Rac1 knockout in spinal motor neurons does not affect the glial inflammatory response
To determine whether Rac1 KO affected microglia or astrocyte reactivity following injury, we measured expression levels of IBA1 and GFAP immunoreactivity, e.g., microglia or astrocyte markers, respectively, in the spinal cord ventral horn (Fig. 4A–F). We observed no difference in the percent area immunolabelled for IBA1 or GFAP between SCI controls and SCI with conditional Rac1 knockout in motor neurons (P > 0.05; IBA1: SCI vs. SCI Rac1−/−, 9.0 ± 0.7 vs. 9.0 ± 1.1% area, and GFAP, 15.3 ± 6.5 vs. 17.0 ± 5.6% area; one-way ANOVA) (Fig. 4C, F). Several studies have reported that intravenously administered AAV9 can infect astrocytes due to bioavailability through the vascular route41,42. However, in pilot studies we calibrated our AAV injection protocol to restrict viral exposure through low volume intramuscular injections43. As a result, we observed close-to-none GFAP-positive cells expressing tdTomato (data not shown). Similarly, in agreement with other work, we observed no overlap between tdTomato expression and IBA1, demonstrating that AAV9CMVCre did not have affinity for microglia44,45.

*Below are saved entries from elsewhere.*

//! Multi-session host tests.

use std::sync::atomic::{AtomicUsize, Ordering};
use std::sync::Arc;

use trellis_core::{
    InputEvent, ReactiveError, Session, SessionConfig, SessionHost, Value, WidgetBinding, NO_DEPS,
};

fn config() -> SessionConfig {
    SessionConfig::default()
        .with_widget(
            WidgetBinding::choice("xcol", ["sepal_length", "petal_length"]).to_signal("x"),
        )
        .with_widget(WidgetBinding::action("go"))
}

fn counting_host(runs: Arc<AtomicUsize>) -> SessionHost {
    SessionHost::new(config(), move |session: &Session| {
        let runs = runs.clone();
        session.on_change("watch", NO_DEPS, move |cx| {
            cx.get("x")?;
            runs.fetch_add(1, Ordering::SeqCst);
            Ok(())
        })
    })
    .unwrap()
}

#[tokio::test]
async fn sessions_are_isolated() {
    let runs = Arc::new(AtomicUsize::new(0));
    let host = counting_host(runs.clone());

    let alice = host.open().unwrap();
    let bob = host.open().unwrap();
    assert_eq!(host.len(), 2);
    assert_eq!(runs.load(Ordering::SeqCst), 2);

    let report = alice
        .dispatch(InputEvent::new("xcol", "petal_length"))
        .await
        .unwrap();
    assert_eq!(report.ran(), ["watch"]);
    assert_eq!(runs.load(Ordering::SeqCst), 3);

    let alice_state = alice.snapshot().await.unwrap();
    let bob_state = bob.snapshot().await.unwrap();
    assert_eq!(alice_state["x"], "petal_length");
    assert_eq!(bob_state["x"], "sepal_length");
}

#[tokio::test]
async fn invalid_events_are_returned_to_caller() {
    let host = counting_host(Arc::new(AtomicUsize::new(0)));
    let handle = host.open().unwrap();

    let err = handle
        .dispatch(InputEvent::new("xcol", "colour"))
        .await
        .unwrap_err();
    assert!(matches!(err, ReactiveError::InvalidInput { .. }));

    // The session keeps working
    let report = handle.dispatch(InputEvent::press("go")).await.unwrap();
    assert!(report.is_clean());
    assert_eq!(handle.snapshot().await.unwrap()["go"], 1.0);
}

#[tokio::test]
async fn closed_sessions_reject_commands() {
    let host = counting_host(Arc::new(AtomicUsize::new(0)));
    let handle = host.open().unwrap();
    let id = handle.id();
    assert_eq!(host.ids(), vec![id]);

    assert!(host.close(id).await);
    assert!(!host.close(id).await);
    assert!(host.is_empty());
    assert!(host.get(id).is_none());

    let err = handle.dispatch(InputEvent::press("go")).await.unwrap_err();
    assert!(matches!(err, ReactiveError::SessionClosed(closed) if closed == id));
}

#[tokio::test]
async fn setup_errors_fail_open() {
    let host = SessionHost::new(config(), |session: &Session| {
        session.define("x", |_| Ok(Value::Null))
    })
    .unwrap();

    assert!(matches!(host.open(), Err(ReactiveError::DuplicateName(_))));
    assert!(host.is_empty());
}

#[test]
fn invalid_config_is_rejected() {
    let config = SessionConfig {
        channel_capacity: 0,
        ..SessionConfig::default()
    };
    assert!(SessionHost::new(config, |_: &Session| Ok(())).is_err());
}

Viral-mediated Rac1 knockout reduces H-reflex hyperexcitability after SCI
To determine whether Rac1 disruption could reduce hyperreflexia after SCI, we performed longitudinal EMG recordings to measure changes in evoked M- and H-reflex response. Under normal conditions, evoked H-reflex response exhibits rate-dependent depression (RDD), whereby increased activity reduces the overall reflex output. In diseases and injuries associated with spasticity, however, H-reflex exhibits a loss of RDD8,26,29. In SCI, reduced H-reflex RDD (physiologically measured through %H-reflex response and H/M ratio) is an electrophysiological and clinical diagnosis of spasticity6,46,47,48.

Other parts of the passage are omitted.